Transcutaneous Vaccination with Conjugate Typhoid Vaccine Vi-DT Induces Systemic, Mucosal, and Memory Anti-Polysaccharide Responses.

Overview

Transcutaneous vaccination can induce both mucosal and systemic immune responses. However, there are few data on anti-polysaccharide responses following transcutaneous vaccination of polysaccharides, despite the role that anti-polysaccharide responses play in protecting against intestinal mucosal and respiratory pathogens. Whether transcutaneous vaccination with a conjugate polysaccharide vaccine would be able to induce memory responses is also unknown.
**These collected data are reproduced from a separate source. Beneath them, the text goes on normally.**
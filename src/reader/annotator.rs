/*!
 * Turns tokenized text into render tokens, highlighting known vocabulary.
 *
 * At each word the annotator first tries multi-word phrases, longest window
 * first (up to four words), joining the next normalized words with single
 * spaces and ignoring the punctuation around and between them. A matched phrase becomes one token
 * whose display text is the exact source slice it covers. Otherwise the word
 * is emitted alone, highlighted when the index knows it.
 */

use std::ops::Range;

use super::context::normalize_token;
use super::tokenizer::{Run, tokenize};
use crate::vocabulary::VocabularyIndex;

/// Longest phrase window tried, in words
pub const MAX_PHRASE_WORDS: usize = 4;

/// Shortest phrase window tried, in words
pub const MIN_PHRASE_WORDS: usize = 2;

/// How a token should be rendered
#[derive(Debug, Clone, Copy, PartialEq, Eq)]
pub enum TokenKind {
    /// A clickable word with no known entry
    Plain,
    /// A single word found in the vocabulary index
    Vocabulary,
    /// A multi-word vocabulary phrase
    Phrase,
    /// Punctuation or whitespace, not clickable
    Separator,
}

impl TokenKind {
    pub fn is_highlighted(&self) -> bool {
        matches!(self, Self::Vocabulary | Self::Phrase)
    }

    pub fn is_clickable(&self) -> bool {
        !matches!(self, Self::Separator)
    }
}

/// A token ready for display
#[derive(Debug, Clone, PartialEq, Eq)]
pub struct RenderToken<'t> {
    /// Exact source text covered by the token
    pub text: &'t str,
    pub kind: TokenKind,
    /// Byte range into the source text
    pub span: Range<usize>,
    /// Normalized lookup key; `None` for separators
    pub key: Option<String>,
}

/// An annotated text; hands out fresh token iterators on demand
#[derive(Debug, Clone)]
pub struct Annotation<'a> {
    text: &'a str,
    runs: Vec<Run>,
    index: &'a VocabularyIndex,
}

impl<'a> Annotation<'a> {
    pub fn new(text: &'a str, index: &'a VocabularyIndex) -> Self {
        Self {
            text,
            runs: tokenize(text),
            index,
        }
    }

    pub fn text(&self) -> &'a str {
        self.text
    }

    /// Iterate render tokens from the start of the text
    pub fn tokens(&self) -> RenderTokens<'_, 'a> {
        RenderTokens {
            annotation: self,
            cursor: 0,
        }
    }

    /// Try to match a phrase starting at the word run `start`.
    /// Returns the index of the last consumed run and the phrase key.
    fn match_phrase(&self, start: usize) -> Option<(usize, String)> {
        let max_window = MAX_PHRASE_WORDS.min(self.index.longest_phrase());
        if max_window < MIN_PHRASE_WORDS {
            return None;
        }

        let mut positions = Vec::with_capacity(max_window);
        let mut words = Vec::with_capacity(max_window);
        for (offset, run) in self.runs[start..].iter().enumerate() {
            if !run.is_word() {
                continue;
            }
            let word = normalize_token(run.slice(self.text));
            if word.is_empty() {
                continue;
            }
            positions.push(start + offset);
            words.push(word);
            if words.len() == max_window {
                break;
            }
        }

        (MIN_PHRASE_WORDS..=words.len()).rev().find_map(|window| {
            let key = words[..window].join(" ");
            self.index
                .get_normalized(&key)
                .map(|_| (positions[window - 1], key))
        })
    }
}

/// Lazy iterator over the render tokens of an [`Annotation`]
#[derive(Debug, Clone)]
pub struct RenderTokens<'r, 'a> {
    annotation: &'r Annotation<'a>,
    cursor: usize,
}

impl<'r, 'a> Iterator for RenderTokens<'r, 'a> {
    type Item = RenderToken<'a>;

    fn next(&mut self) -> Option<Self::Item> {
        let annotation = self.annotation;
        let run = annotation.runs.get(self.cursor)?;
        let text = annotation.text;

        if !run.is_word() {
            self.cursor += 1;
            return Some(RenderToken {
                text: run.slice(text),
                kind: TokenKind::Separator,
                span: run.span.clone(),
                key: None,
            });
        }

        if let Some((last, key)) = annotation.match_phrase(self.cursor) {
            let span = run.span.start..annotation.runs[last].span.end;
            self.cursor = last + 1;
            return Some(RenderToken {
                text: &text[span.clone()],
                kind: TokenKind::Phrase,
                span,
                key: Some(key),
            });
        }

        self.cursor += 1;
        let key = normalize_token(run.slice(text));
        let kind = if annotation.index.get_normalized(&key).is_some() {
            TokenKind::Vocabulary
        } else {
            TokenKind::Plain
        };

        Some(RenderToken {
            text: run.slice(text),
            kind,
            span: run.span.clone(),
            key: Some(key),
        })
    }
}

/// Annotate `text` against `index`
pub fn annotate<'a>(text: &'a str, index: &'a VocabularyIndex) -> Annotation<'a> {
    Annotation::new(text, index)
}
/*!
 * Vocabulary entries as returned by the tutor and stored in the deck.
 */

use serde::{Deserialize, Deserializer, Serialize};
use std::fmt;
use std::str::FromStr;

/// CEFR proficiency band, ordered from A1 (lowest) to C2 (highest)
#[derive(Debug, Clone, Copy, PartialEq, Eq, PartialOrd, Ord, Hash, Serialize, Deserialize)]
pub enum CefrLevel {
    A1,
    A2,
    B1,
    B2,
    C1,
    C2,
}

impl CefrLevel {
    /// All levels in ascending order
    pub const ALL: [CefrLevel; 6] = [Self::A1, Self::A2, Self::B1, Self::B2, Self::C1, Self::C2];

    pub fn as_str(&self) -> &'static str {
        match self {
            Self::A1 => "A1",
            Self::A2 => "A2",
            Self::B1 => "B1",
            Self::B2 => "B2",
            Self::C1 => "C1",
            Self::C2 => "C2",
        }
    }
}

impl fmt::Display for CefrLevel {
    fn fmt(&self, f: &mut fmt::Formatter<'_>) -> fmt::Result {
        f.write_str(self.as_str())
    }
}

impl FromStr for CefrLevel {
    type Err = String;

    fn from_str(s: &str) -> Result<Self, Self::Err> {
        match s.trim().to_uppercase().as_str() {
            "A1" => Ok(Self::A1),
            "A2" => Ok(Self::A2),
            "B1" => Ok(Self::B1),
            "B2" => Ok(Self::B2),
            "C1" => Ok(Self::C1),
            "C2" => Ok(Self::C2),
            other => Err(format!("Invalid CEFR level: {}", other)),
        }
    }
}

/// Accepts any string for `cefr` and keeps only the ones that name a level.
///
/// Models sometimes answer "B1-B2" or "advanced"; that must not sink the
/// whole payload.
fn lenient_cefr<'de, D>(deserializer: D) -> Result<Option<CefrLevel>, D::Error>
where
    D: Deserializer<'de>,
{
    let raw: Option<String> = Option::deserialize(deserializer)?;
    Ok(raw.and_then(|value| value.parse().ok()))
}

/// A word or phrase with its learner-facing metadata
#[derive(Debug, Clone, PartialEq, Serialize, Deserialize)]
#[serde(rename_all = "camelCase")]
pub struct VocabularyItem {
    /// The word or phrase as it appears in the text
    #[serde(default)]
    pub word: String,

    /// Definition, in the learner's native language
    #[serde(default)]
    pub definition: String,

    /// Translation into the learner's native language
    #[serde(default)]
    pub translation: String,

    #[serde(default, skip_serializing_if = "Option::is_none")]
    pub pronunciation: Option<String>,

    /// Part of speech ("noun", "phrasal verb", ...)
    #[serde(rename = "type", default, skip_serializing_if = "Option::is_none")]
    pub part_of_speech: Option<String>,

    #[serde(default, deserialize_with = "lenient_cefr", skip_serializing_if = "Option::is_none")]
    pub cefr: Option<CefrLevel>,

    /// Sentence the word was looked up from
    #[serde(default, skip_serializing_if = "Option::is_none")]
    pub context: Option<String>,
}

impl VocabularyItem {
    pub fn new(
        word: impl Into<String>,
        definition: impl Into<String>,
        translation: impl Into<String>,
    ) -> Self {
        Self {
            word: word.into(),
            definition: definition.into(),
            translation: translation.into(),
            pronunciation: None,
            part_of_speech: None,
            cefr: None,
            context: None,
        }
    }

    pub fn with_part_of_speech(mut self, part_of_speech: impl Into<String>) -> Self {
        self.part_of_speech = Some(part_of_speech.into());
        self
    }

    pub fn with_cefr(mut self, cefr: CefrLevel) -> Self {
        self.cefr = Some(cefr);
        self
    }

    pub fn with_context(mut self, context: impl Into<String>) -> Self {
        self.context = Some(context.into());
        self
    }

    /// Identity key: the lowercase word with collapsed whitespace
    pub fn key(&self) -> String {
        normalize_key(&self.word)
    }

    /// Whether a non-empty context sentence is attached
    pub fn has_context(&self) -> bool {
        self.context.as_deref().is_some_and(|c| !c.trim().is_empty())
    }
}

/// Normalize a word or phrase into its lookup key
pub fn normalize_key(word: &str) -> String {
    word.split_whitespace()
        .collect::<Vec<_>>()
        .join(" ")
        .to_lowercase()
}
/*!
 * Vocabulary entries and the case-insensitive index used for highlighting
 * and for resolving clicks without a network round-trip.
 */

pub mod index;
pub mod model;

pub use index::VocabularyIndex;
pub use model::{CefrLevel, VocabularyItem, normalize_key};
To address this, we transcutaneously vaccinated mice with virulence antigen (Vi) polysaccharide of Salmonella enterica serovar Typhi (the cause of typhoid fever), either in unconjugated or conjugated form (the latter as a Vi-DT conjugate). We also assessed the ability of the immunoadjuvant cholera toxin to impact responses following vaccination. We found that presenting Vi in a conjugate versus nonconjugate form transcutaneously resulted in comparable serum IgG responses but higher serum and lamina propria lymphocyte IgA anti-Vi responses, as well as increased IgG memory responses. The addition of immunoadjuvant did not further increase these responses; however, it boosted fecal IgA and serum IgG anti-Vi responses. Our results suggest that transcutaneous vaccination of a conjugate vaccine can induce systemic as well as enhanced mucosal and memory B-cell anti-polysaccharide responses.